Sementara itu, Mu-jin sedang berpikir,
‘Jika terjadi sesuatu yang tidak beres, aku akan memukul bagian belakang kepalanya.’
Dia siap memberikan pelatihan fisik dan mental kepada Mu-gung jika situasinya mengharuskan demikian.
** * *
Setelah sesi perawatan yang terasa sangat menegangkan, Mu-jin berbicara dengan Baek Ga-hwan.
“Perawatan ini hanyalah tindakan sementara. Seperti yang mungkin Anda ketahui, perawatan yang tepat membutuhkan obat khusus atau mempelajari bentuk kultivasi energi tertentu.”
Meskipun ada metode pengobatan yang tepat yang telah dipikirkan, metode tersebut tidak dapat dilakukan di sini.
Jadi, perawatan sementara ini merupakan langkah persiapan untuk perjalanan panjang yang akan datang.
Tentu saja, Baek Ga-hwan dan Baek Ga-ryeong tidak menyadari perjalanan yang akan segera terjadi ini.

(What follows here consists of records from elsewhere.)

//! Tests for the send and decorate hooks.

use std::sync::Arc;

use threadline::providers::LocalRelay;
use threadline::{
    store, ComponentRegistry, Config, EmailDecorator, EmailSender, Environment,
    EnvironmentSetupParticipant, Error, MessageIdSender, NotificationEvent, OutboundMessage,
    OutgoingMessage, StoreOutcome,
};

// ============================================================================
// Helper Functions
// ============================================================================

const SES_HOST: &str = "email-smtp.us-east-1.amazonaws.com";

fn sender(relay: LocalRelay) -> MessageIdSender<LocalRelay> {
    let env = Arc::new(Environment::in_memory(Config::default()).unwrap());
    let sender = MessageIdSender::new(env, relay);
    sender.environment_created().unwrap();
    sender
}

fn raw_notification(ticket_id: i64, message_id: &str) -> String {
    format!(
        "From: tickets@example.com\n\
         To: dev@example.com\n\
         Subject: #{ticket_id}: Build fails on ARM\n\
         Message-ID: {message_id}\n\
         X-Trac-Ticket-ID: {ticket_id}\n\
         \n\
         Ticket body\n"
    )
}

fn recipients() -> Vec<String> {
    vec!["dev@example.com".to_string()]
}

fn stored(sender: &MessageIdSender<LocalRelay>, ticket_id: i64) -> Option<String> {
    sender
        .environment()
        .db_query(|conn| store::get(conn, ticket_id))
        .unwrap()
}

// ============================================================================
// Send Hook
// ============================================================================

#[test]
fn send_stores_message_id_of_first_notification() {
    let relay = LocalRelay::new("mail.example.com");
    let sender = sender(relay.clone());

    sender
        .send(
            "tickets@example.com",
            &recipients(),
            &raw_notification(7, "<039.aaa@example.com>"),
        )
        .unwrap();

    assert_eq!(relay.sent_count(), 1);
    assert_eq!(stored(&sender, 7).as_deref(), Some("<039.aaa@example.com>"));
}

#[test]
fn send_keeps_first_message_id() {
    let sender = sender(LocalRelay::new("mail.example.com"));

    sender
        .send("tickets@example.com", &recipients(), &raw_notification(7, "<first@x>"))
        .unwrap();
    sender
        .send("tickets@example.com", &recipients(), &raw_notification(7, "<second@x>"))
        .unwrap();

    assert_eq!(stored(&sender, 7).as_deref(), Some("<first@x>"));
}

#[test]
fn send_through_ses_stores_ses_message_id() {
    let relay = LocalRelay::new(SES_HOST).respond_with("Ok 0100017f2a9e-abc123");
    let sender = sender(relay);

    let message = OutboundMessage::new("tickets@example.com", recipients(), "Subject: x\n\nbody")
        .ticket_id(12)
        .message_id("<own@example.com>");
    let report = sender.deliver(&message).unwrap();

    assert_eq!(
        report.message_id.as_deref(),
        Some("<0100017f2a9e-abc123@us-east-1.amazonses.com>")
    );
    assert_eq!(report.stored, StoreOutcome::Inserted);
    assert_eq!(
        stored(&sender, 12).as_deref(),
        Some("<0100017f2a9e-abc123@us-east-1.amazonses.com>")
    );
}

#[test]
fn send_through_ses_with_unexpected_reply_keeps_own_id() {
    let relay = LocalRelay::new(SES_HOST).respond_with("2.0.0 queued");
    let sender = sender(relay);

    let message = OutboundMessage::new("tickets@example.com", recipients(), "")
        .ticket_id(3)
        .message_id("<own@example.com>");
    sender.deliver(&message).unwrap();

    assert_eq!(stored(&sender, 3).as_deref(), Some("<own@example.com>"));
}

#[test]
fn refused_delivery_stores_nothing() {
    let relay = LocalRelay::new("mail.example.com");
    relay.refuse_recipient("dev@example.com");
    let sender = sender(relay.clone());

    let result = sender.send(
        "tickets@example.com",
        &recipients(),
        &raw_notification(9, "<x@y>"),
    );

    assert!(matches!(result, Err(Error::RecipientsRefused(_))));
    assert_eq!(relay.sent_count(), 0);
    assert_eq!(stored(&sender, 9), None);
}

#[test]
fn partial_refusal_still_stores() {
    let relay = LocalRelay::new("mail.example.com");
    relay.refuse_recipient("gone@example.com");
    let sender = sender(relay.clone());

    let recipients = vec!["gone@example.com".to_string(), "dev@example.com".to_string()];
    sender
        .send("tickets@example.com", &recipients, &raw_notification(4, "<p@x>"))
        .unwrap();

    assert_eq!(relay.last_sent().unwrap().recipients, vec!["dev@example.com"]);
    assert_eq!(stored(&sender, 4).as_deref(), Some("<p@x>"));
}

#[test]
fn store_failure_after_delivery_is_reported_not_raised() {
    let relay = LocalRelay::new("mail.example.com");
    let env = Arc::new(Environment::in_memory(Config::default()).unwrap());
    // No setup: the messageid table does not exist.
    let sender = MessageIdSender::new(env, relay.clone());

    let message = OutboundMessage::new("tickets@example.com", recipients(), "")
        .ticket_id(5)
        .message_id("<m@x>");
    let report = sender.deliver(&message).unwrap();

    assert!(matches!(report.stored, StoreOutcome::Failed(_)));
    assert_eq!(relay.sent_count(), 1);
}

#[test]
fn notification_without_ticket_is_delivered_and_skipped() {
    let relay = LocalRelay::new("mail.example.com");
    let sender = sender(relay.clone());

    let message = OutboundMessage::parse(
        "tickets@example.com",
        recipients(),
        "Message-ID: <wiki@x>\nSubject: Wiki page changed\n\nbody",
    )
    .unwrap();
    let report = sender.deliver(&message).unwrap();

    assert_eq!(report.stored, StoreOutcome::Skipped);
    assert_eq!(relay.sent_count(), 1);
}

#[test]
fn delivered_message_uses_crlf() {
    let relay = LocalRelay::new("mail.example.com");
    let sender = sender(relay.clone());

    sender
        .send("tickets@example.com", &recipients(), &raw_notification(1, "<c@x>"))
        .unwrap();

    let raw = relay.last_sent().unwrap().raw;
    assert!(raw.contains("Subject: #1: Build fails on ARM\r\n"));
    assert!(!raw.replace("\r\n", "").contains('\n'));
}

// ============================================================================
// Decorate Hook
// ============================================================================

#[test]
fn decorate_followup_sets_reply_headers() {
    let sender = sender(LocalRelay::new("mail.example.com"));
    sender
        .environment()
        .db_transaction(|tx| store::insert_if_absent(tx, 21, "<root@x>"))
        .unwrap();

    let mut message = OutgoingMessage::new();
    sender
        .decorate_message(&NotificationEvent::ticket("changed", 21), &mut message, "utf-8")
        .unwrap();

    assert_eq!(message.header("In-Reply-To"), Some("<root@x>"));
    assert_eq!(message.header("References"), Some("<root@x>"));
}

#[test]
fn decorate_without_stored_id_sets_nothing() {
    let sender = sender(LocalRelay::new("mail.example.com"));

    let mut message = OutgoingMessage::new();
    sender
        .decorate_message(&NotificationEvent::ticket("changed", 99), &mut message, "utf-8")
        .unwrap();

    assert_eq!(message.header("In-Reply-To"), None);
    assert_eq!(message.header("References"), None);
}

#[test]
fn decorate_ignores_creation_and_other_realms() {
    let sender = sender(LocalRelay::new("mail.example.com"));
    sender
        .environment()
        .db_transaction(|tx| store::insert_if_absent(tx, 1, "<root@x>"))
        .unwrap();

    let mut created = OutgoingMessage::new();
    sender
        .decorate_message(&NotificationEvent::ticket("created", 1), &mut created, "utf-8")
        .unwrap();
    assert!(created.headers().is_empty());

    let mut wiki = OutgoingMessage::new();
    sender
        .decorate_message(&NotificationEvent::new("wiki", "changed", 1), &mut wiki, "utf-8")
        .unwrap();
    assert!(wiki.headers().is_empty());
}

#[test]
fn send_then_decorate_threads_followup() {
    let relay = LocalRelay::new(SES_HOST).respond_with("Ok 0100abc");
    let sender = sender(relay);

    sender
        .send("tickets@example.com", &recipients(), &raw_notification(30, "<own@x>"))
        .unwrap();

    let mut followup = OutgoingMessage::new();
    sender
        .decorate_message(&NotificationEvent::ticket("changed", 30), &mut followup, "utf-8")
        .unwrap();
    assert_eq!(
        followup.header("In-Reply-To"),
        Some("<0100abc@us-east-1.amazonses.com>")
    );
}

// ============================================================================
// Setup and Registry
// ============================================================================

#[test]
fn setup_participant_lifecycle() {
    let env = Arc::new(Environment::in_memory(Config::default()).unwrap());
    let sender = MessageIdSender::new(env, LocalRelay::new("localhost"));

    assert!(sender.environment_needs_upgrade().unwrap());
    sender.upgrade_environment().unwrap();
    assert!(!sender.environment_needs_upgrade().unwrap());
}

#[test]
fn registry_dispatches_by_capability() {
    let relay = LocalRelay::new("mail.example.com");
    let env = Arc::new(Environment::in_memory(Config::default()).unwrap());
    let component = Arc::new(MessageIdSender::new(env, relay.clone()));

    let mut registry = ComponentRegistry::new();
    registry.register_component("messageid", component);

    assert!(registry.needs_upgrade().unwrap());
    assert_eq!(registry.upgrade().unwrap(), vec!["messageid".to_string()]);
    assert!(!registry.needs_upgrade().unwrap());

    let sender = registry.sender("messageid").unwrap();
    sender
        .send("tickets@example.com", &recipients(), &raw_notification(2, "<r@x>"))
        .unwrap();
    assert!(registry.sender("missing").is_none());

    let mut followup = OutgoingMessage::new();
    registry
        .decorate(&NotificationEvent::ticket("changed", 2), &mut followup, "utf-8")
        .unwrap();
    assert_eq!(followup.header("References"), Some("<r@x>"));
    assert_eq!(relay.sent_count(), 1);
}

“Kami sudah bersyukur atas hal ini. Dulu, adik saya harus tidur di dekat api unggun bahkan di tengah musim panas, menggigil kedinginan. Baru-baru ini, dia bisa tidur dengan nyaman. Jadi, silakan, jangan ragu untuk menyampaikan pendapat Anda.”
Sembari Mu-gung dan Mu-jin menenangkan Baek Ga-hwan dan Baek Ga-ryeong yang berterima kasih, mereka hendak meninggalkan So-cheong-moon.
Tiba-tiba, sebuah kereta kuda berhenti di pintu masuk So-cheong-moon, persis seperti yang dilakukan rombongan Mu-jin beberapa hari yang lalu.
Saat rombongan Mu-jin memandang kereta kuda itu dengan rasa ingin tahu, seorang pria paruh baya turun dari kereta dan disambut oleh seorang murid So-cheong-moon.
“Selamat datang. Silakan masuk.”
Murid itu, bersama dengan pria paruh baya yang baru datang, dengan riang mengumumkan,
“Mun-hyuk! Apa kau ingat? Ini Guru Geum yang berkunjung terakhir kali. Beliau datang hari ini untuk menjadi ayahmu.”
“Ha ha ha. Kemarilah.”
Pria paruh baya yang dipanggil Guru Geum membuka tangannya dengan senyum ramah, dan bocah muda bernama Mun-hyuk berlari ke pelukannya dengan senyum cerah.
“Oh. Jadi, tempat ini tidak hanya membesarkan anak yatim piatu tetapi juga mencarikan keluarga baru untuk mereka.”
Kelompok Mu-jin, yang tersentuh oleh pemandangan indah itu, berseru kagum.
Setelah menggendong bocah itu beberapa saat, pria paruh baya itu menepuk-nepuk kepalanya beberapa kali, lalu menurunkannya dan pergi untuk berbincang dengan kepala sekte tersebut.
“Hari ini mungkin adalah hari terakhir.”
Dojang Cheong-su, yang tampak sedih mendengar kabar kepergian Mun-hyuk, berbicara dengan lembut kepada anak laki-laki itu.
“Kau benar-benar bodoh, kakak! Aku bisa datang ke tempatmu, atau kau bisa datang ke tempatku tinggal!”
“Ha ha ha. Itu benar.”
Cheong-su Dojang tertawa terbahak-bahak dan menyingkir untuk membiarkan anak laki-laki itu menghabiskan saat-saat terakhirnya bersama anak-anak lain.
Setelah mengamati anak-anak itu sebentar, Cheong-su Dojang dan rombongan Mu-jin meninggalkan So-cheong-moon dan kembali ke penginapan mereka.
Begitu mereka kembali, Mu-jin mulai mengenakan seragam bela diri hitam yang telah ia siapkan sebelumnya dari Ha-juhyeon.